Data to examine:
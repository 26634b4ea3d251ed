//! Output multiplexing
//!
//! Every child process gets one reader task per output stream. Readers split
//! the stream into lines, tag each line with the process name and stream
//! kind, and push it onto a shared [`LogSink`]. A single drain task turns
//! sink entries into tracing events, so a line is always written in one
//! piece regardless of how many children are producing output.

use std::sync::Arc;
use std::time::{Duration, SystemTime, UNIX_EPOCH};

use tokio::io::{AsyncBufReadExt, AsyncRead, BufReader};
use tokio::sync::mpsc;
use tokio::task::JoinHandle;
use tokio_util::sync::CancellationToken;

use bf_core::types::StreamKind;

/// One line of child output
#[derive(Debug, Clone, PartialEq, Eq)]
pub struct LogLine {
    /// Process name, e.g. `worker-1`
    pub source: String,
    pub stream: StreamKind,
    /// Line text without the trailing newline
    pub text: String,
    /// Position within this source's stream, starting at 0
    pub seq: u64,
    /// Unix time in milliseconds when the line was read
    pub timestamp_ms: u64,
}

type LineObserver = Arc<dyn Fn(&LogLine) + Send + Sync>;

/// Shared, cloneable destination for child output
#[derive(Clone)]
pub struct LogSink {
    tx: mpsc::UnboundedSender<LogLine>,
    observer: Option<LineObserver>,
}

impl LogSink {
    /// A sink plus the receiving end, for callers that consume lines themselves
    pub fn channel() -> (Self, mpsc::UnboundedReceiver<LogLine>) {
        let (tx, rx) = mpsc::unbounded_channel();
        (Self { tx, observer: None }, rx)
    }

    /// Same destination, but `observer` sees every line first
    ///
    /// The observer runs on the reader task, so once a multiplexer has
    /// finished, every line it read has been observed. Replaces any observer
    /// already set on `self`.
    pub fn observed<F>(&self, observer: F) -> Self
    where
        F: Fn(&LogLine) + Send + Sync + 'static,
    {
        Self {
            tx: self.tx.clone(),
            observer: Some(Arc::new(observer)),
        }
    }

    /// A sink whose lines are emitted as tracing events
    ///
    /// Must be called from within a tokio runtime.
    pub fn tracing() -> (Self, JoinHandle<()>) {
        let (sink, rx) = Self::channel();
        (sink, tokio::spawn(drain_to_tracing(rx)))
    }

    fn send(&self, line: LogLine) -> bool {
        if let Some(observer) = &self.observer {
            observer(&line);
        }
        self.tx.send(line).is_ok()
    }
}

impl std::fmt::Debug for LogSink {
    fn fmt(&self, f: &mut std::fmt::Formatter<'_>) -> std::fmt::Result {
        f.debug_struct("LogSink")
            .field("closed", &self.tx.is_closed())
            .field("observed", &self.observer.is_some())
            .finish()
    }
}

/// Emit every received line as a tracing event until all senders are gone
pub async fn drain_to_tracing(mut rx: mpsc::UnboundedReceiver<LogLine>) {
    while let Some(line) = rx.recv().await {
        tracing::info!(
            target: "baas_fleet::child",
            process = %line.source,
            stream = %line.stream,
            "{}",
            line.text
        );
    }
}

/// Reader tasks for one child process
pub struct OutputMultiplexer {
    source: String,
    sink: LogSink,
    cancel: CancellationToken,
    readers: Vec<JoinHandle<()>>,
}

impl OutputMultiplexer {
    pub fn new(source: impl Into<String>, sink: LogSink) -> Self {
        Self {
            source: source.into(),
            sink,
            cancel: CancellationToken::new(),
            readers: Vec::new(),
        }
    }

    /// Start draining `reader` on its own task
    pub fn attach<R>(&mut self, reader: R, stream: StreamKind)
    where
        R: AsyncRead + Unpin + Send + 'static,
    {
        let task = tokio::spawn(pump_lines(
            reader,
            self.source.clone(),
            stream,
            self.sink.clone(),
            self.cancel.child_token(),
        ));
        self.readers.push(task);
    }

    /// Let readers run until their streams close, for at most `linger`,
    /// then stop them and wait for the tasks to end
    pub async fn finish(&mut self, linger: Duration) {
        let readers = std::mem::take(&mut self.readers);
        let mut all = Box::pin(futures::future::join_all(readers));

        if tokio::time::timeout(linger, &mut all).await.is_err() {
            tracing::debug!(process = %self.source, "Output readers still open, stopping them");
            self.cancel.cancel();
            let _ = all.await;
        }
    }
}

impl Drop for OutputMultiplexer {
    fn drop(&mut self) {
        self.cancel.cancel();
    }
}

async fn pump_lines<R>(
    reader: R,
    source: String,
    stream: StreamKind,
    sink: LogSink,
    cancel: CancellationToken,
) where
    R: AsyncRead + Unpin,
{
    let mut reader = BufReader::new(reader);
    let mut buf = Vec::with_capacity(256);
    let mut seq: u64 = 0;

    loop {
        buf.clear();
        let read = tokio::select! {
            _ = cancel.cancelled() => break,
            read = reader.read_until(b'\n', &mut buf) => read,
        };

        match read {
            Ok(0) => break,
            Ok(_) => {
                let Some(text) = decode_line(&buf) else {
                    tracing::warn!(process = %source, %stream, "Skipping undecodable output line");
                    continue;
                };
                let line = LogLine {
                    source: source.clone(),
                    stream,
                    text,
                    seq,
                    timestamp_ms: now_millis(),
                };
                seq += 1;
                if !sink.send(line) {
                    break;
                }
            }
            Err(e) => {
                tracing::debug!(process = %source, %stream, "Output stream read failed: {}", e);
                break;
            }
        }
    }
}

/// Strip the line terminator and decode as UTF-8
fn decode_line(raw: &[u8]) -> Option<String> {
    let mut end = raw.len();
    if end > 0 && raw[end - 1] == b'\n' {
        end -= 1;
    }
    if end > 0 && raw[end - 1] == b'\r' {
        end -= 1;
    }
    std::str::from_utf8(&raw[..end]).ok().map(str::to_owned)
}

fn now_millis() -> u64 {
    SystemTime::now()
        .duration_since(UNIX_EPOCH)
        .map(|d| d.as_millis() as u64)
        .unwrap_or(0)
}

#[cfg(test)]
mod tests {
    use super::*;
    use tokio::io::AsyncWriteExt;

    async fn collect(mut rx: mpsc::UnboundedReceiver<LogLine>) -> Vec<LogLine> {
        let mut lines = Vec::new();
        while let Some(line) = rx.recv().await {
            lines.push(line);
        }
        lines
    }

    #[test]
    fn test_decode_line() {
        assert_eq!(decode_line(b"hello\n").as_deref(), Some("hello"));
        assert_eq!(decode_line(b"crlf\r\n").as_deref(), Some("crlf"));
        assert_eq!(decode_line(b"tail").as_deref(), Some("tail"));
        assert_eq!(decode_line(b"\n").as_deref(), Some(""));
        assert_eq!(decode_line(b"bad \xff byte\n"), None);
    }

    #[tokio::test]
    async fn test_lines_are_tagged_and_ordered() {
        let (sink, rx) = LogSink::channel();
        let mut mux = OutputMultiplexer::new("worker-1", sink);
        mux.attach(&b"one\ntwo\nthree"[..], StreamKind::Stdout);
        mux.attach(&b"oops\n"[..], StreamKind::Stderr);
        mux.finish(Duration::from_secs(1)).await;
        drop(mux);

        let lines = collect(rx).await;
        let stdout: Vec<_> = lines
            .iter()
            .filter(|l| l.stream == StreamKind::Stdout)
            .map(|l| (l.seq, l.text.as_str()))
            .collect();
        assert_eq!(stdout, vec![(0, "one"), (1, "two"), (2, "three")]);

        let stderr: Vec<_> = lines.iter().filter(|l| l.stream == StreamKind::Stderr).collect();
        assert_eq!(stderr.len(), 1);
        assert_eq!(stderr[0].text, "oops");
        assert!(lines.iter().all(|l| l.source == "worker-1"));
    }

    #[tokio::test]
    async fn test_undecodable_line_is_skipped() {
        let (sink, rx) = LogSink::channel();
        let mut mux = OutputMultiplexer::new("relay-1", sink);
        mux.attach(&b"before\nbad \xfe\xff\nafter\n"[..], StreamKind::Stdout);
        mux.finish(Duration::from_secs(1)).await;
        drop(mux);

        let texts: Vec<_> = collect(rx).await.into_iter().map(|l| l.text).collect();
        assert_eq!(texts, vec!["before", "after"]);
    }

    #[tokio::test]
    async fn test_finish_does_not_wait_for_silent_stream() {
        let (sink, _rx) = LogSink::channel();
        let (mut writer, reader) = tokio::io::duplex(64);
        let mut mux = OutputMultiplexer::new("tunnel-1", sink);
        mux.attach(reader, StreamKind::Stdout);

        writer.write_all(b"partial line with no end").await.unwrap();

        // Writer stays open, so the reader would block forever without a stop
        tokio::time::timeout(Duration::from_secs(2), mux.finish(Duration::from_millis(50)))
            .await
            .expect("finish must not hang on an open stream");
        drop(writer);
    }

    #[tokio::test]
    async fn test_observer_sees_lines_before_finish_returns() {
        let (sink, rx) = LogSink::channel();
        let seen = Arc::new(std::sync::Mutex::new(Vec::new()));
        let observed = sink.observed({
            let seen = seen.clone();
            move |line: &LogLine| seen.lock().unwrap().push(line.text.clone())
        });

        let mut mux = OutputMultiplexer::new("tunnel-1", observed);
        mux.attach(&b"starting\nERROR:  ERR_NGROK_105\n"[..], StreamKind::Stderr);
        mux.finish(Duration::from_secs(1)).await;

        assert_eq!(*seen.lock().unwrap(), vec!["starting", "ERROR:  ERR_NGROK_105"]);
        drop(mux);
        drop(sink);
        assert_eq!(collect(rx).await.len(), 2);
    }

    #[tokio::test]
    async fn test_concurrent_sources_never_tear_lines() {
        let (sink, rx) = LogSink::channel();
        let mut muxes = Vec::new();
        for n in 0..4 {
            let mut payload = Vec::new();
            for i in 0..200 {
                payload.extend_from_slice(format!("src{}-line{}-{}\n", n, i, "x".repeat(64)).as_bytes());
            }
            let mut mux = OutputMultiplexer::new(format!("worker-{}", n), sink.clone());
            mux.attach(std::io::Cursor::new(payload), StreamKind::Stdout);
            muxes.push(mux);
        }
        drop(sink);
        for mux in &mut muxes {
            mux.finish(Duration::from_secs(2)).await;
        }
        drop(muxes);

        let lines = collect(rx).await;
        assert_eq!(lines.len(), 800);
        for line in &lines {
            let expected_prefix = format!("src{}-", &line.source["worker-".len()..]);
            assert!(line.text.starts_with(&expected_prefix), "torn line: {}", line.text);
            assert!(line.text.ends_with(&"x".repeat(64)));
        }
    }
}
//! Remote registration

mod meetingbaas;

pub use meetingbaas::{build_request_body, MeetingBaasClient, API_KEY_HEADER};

Exercise: Identify the lines above that contain the word "JoinHandle", then copy them.

Solution for this exercise:
use tokio::task::JoinHandle;
    pub fn tracing() -> (Self, JoinHandle<()>) {
    readers: Vec<JoinHandle<()>>,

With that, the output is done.